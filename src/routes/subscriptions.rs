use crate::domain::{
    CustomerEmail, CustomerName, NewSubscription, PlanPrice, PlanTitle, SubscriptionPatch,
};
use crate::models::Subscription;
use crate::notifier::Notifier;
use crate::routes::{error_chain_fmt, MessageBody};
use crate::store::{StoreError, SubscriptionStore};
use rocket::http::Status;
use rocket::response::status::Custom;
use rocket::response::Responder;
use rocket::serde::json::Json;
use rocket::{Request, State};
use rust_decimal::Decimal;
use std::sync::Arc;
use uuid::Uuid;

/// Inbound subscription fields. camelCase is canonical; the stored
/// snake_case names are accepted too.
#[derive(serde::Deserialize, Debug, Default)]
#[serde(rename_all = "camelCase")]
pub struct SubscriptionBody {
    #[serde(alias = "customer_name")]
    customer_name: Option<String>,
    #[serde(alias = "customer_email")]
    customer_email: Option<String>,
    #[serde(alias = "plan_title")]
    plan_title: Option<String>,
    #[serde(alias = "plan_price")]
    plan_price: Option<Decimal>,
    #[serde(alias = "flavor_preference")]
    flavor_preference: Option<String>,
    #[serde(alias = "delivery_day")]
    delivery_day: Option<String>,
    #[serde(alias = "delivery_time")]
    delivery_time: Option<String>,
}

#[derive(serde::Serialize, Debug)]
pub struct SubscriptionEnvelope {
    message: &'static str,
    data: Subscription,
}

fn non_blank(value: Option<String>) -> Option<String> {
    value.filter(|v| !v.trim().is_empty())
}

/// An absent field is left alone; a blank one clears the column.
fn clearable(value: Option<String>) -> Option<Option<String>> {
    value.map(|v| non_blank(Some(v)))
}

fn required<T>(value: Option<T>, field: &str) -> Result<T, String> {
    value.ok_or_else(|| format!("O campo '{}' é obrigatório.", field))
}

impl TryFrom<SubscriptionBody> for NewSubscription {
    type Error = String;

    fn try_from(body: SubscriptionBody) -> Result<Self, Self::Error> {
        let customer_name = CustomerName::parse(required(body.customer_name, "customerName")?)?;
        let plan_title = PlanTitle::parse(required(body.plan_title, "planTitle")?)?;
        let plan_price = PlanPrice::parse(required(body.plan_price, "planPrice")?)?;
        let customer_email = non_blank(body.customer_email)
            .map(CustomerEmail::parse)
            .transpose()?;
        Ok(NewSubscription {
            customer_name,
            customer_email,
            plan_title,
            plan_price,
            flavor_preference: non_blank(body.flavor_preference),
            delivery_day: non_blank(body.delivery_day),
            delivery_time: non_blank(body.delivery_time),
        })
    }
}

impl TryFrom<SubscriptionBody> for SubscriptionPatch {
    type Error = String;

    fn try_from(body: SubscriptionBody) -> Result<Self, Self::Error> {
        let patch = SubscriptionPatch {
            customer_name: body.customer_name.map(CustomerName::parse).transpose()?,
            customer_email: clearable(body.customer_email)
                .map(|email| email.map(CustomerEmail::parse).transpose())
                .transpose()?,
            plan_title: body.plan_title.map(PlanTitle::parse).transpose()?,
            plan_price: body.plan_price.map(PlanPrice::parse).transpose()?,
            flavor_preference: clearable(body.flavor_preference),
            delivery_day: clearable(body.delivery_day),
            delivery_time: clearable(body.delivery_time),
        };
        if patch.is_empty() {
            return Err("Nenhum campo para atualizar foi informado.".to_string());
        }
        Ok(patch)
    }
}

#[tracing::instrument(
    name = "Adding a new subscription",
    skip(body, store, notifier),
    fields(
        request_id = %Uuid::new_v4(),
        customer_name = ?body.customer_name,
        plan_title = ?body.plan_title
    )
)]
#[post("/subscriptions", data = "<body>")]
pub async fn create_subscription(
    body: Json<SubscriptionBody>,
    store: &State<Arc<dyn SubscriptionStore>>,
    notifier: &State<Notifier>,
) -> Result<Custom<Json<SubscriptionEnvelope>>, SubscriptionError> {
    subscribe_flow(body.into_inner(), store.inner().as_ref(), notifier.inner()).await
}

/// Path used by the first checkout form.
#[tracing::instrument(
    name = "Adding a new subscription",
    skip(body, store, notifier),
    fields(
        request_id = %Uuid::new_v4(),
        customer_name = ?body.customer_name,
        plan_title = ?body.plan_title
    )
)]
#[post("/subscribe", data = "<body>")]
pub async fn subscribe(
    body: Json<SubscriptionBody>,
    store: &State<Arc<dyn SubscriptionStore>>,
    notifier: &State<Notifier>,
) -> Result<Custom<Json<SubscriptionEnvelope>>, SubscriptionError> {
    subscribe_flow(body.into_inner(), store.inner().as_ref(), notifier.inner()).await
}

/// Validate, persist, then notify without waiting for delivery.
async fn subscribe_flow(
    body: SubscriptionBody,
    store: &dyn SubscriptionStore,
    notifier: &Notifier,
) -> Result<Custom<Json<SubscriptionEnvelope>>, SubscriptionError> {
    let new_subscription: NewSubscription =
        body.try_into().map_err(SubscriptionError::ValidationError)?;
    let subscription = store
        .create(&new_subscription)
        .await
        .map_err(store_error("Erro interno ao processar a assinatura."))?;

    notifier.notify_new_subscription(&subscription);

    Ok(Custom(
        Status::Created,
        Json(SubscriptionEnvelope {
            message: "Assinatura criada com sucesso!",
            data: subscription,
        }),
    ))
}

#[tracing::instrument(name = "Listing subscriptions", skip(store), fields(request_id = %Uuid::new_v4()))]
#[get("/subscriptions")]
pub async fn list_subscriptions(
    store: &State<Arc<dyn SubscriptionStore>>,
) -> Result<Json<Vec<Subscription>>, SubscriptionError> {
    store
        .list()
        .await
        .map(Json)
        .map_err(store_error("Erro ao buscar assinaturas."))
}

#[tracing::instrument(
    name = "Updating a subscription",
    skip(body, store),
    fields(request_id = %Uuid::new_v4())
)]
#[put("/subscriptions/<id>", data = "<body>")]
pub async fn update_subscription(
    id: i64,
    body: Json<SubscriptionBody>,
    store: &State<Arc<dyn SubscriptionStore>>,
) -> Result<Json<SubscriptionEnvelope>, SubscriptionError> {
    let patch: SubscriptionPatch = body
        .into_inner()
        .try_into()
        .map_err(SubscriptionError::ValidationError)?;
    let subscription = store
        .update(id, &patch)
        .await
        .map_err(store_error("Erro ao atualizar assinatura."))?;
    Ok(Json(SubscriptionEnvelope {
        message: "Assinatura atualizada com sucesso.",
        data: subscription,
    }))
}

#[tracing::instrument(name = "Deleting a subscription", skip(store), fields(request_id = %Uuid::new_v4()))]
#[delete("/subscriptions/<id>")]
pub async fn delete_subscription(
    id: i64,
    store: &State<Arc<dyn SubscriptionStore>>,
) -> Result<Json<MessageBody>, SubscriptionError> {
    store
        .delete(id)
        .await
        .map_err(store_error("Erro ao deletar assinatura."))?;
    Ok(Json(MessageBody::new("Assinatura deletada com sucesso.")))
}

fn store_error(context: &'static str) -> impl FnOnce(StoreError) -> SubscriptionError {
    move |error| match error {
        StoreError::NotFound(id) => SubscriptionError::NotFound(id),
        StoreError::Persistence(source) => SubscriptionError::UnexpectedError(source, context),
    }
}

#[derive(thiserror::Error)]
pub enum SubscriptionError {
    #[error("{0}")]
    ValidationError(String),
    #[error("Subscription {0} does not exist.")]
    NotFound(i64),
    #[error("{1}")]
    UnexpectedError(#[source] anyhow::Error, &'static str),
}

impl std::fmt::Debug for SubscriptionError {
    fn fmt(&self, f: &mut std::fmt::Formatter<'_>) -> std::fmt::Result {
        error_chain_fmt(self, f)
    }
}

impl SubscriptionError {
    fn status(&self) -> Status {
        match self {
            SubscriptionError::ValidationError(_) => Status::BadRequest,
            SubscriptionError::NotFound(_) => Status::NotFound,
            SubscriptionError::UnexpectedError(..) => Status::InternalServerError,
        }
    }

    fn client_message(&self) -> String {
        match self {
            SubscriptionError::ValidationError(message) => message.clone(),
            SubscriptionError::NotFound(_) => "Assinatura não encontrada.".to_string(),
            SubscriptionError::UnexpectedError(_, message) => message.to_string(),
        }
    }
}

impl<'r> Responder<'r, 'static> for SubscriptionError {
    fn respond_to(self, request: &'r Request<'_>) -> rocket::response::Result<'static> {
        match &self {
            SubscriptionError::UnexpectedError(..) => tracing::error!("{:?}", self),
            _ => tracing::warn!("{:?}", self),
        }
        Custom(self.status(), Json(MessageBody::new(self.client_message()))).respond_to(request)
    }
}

* * * * * * *

### TASK INSTRUCTIONS
The first line of the records begins the span, and the line containing "use rust_decimal::Decimal;" ends it. Reproduce that span exactly, both ends included.

### EXPECTED ANSWER
filename src/routes/subscriptions.rs
use crate::domain::{
    CustomerEmail, CustomerName, NewSubscription, PlanPrice, PlanTitle, SubscriptionPatch,
};
use crate::models::Subscription;
use crate::notifier::Notifier;
use crate::routes::{error_chain_fmt, MessageBody};
use crate::store::{StoreError, SubscriptionStore};
use rocket::http::Status;
use rocket::response::status::Custom;
use rocket::response::Responder;
use rocket::serde::json::Json;
use rocket::{Request, State};
use rust_decimal::Decimal;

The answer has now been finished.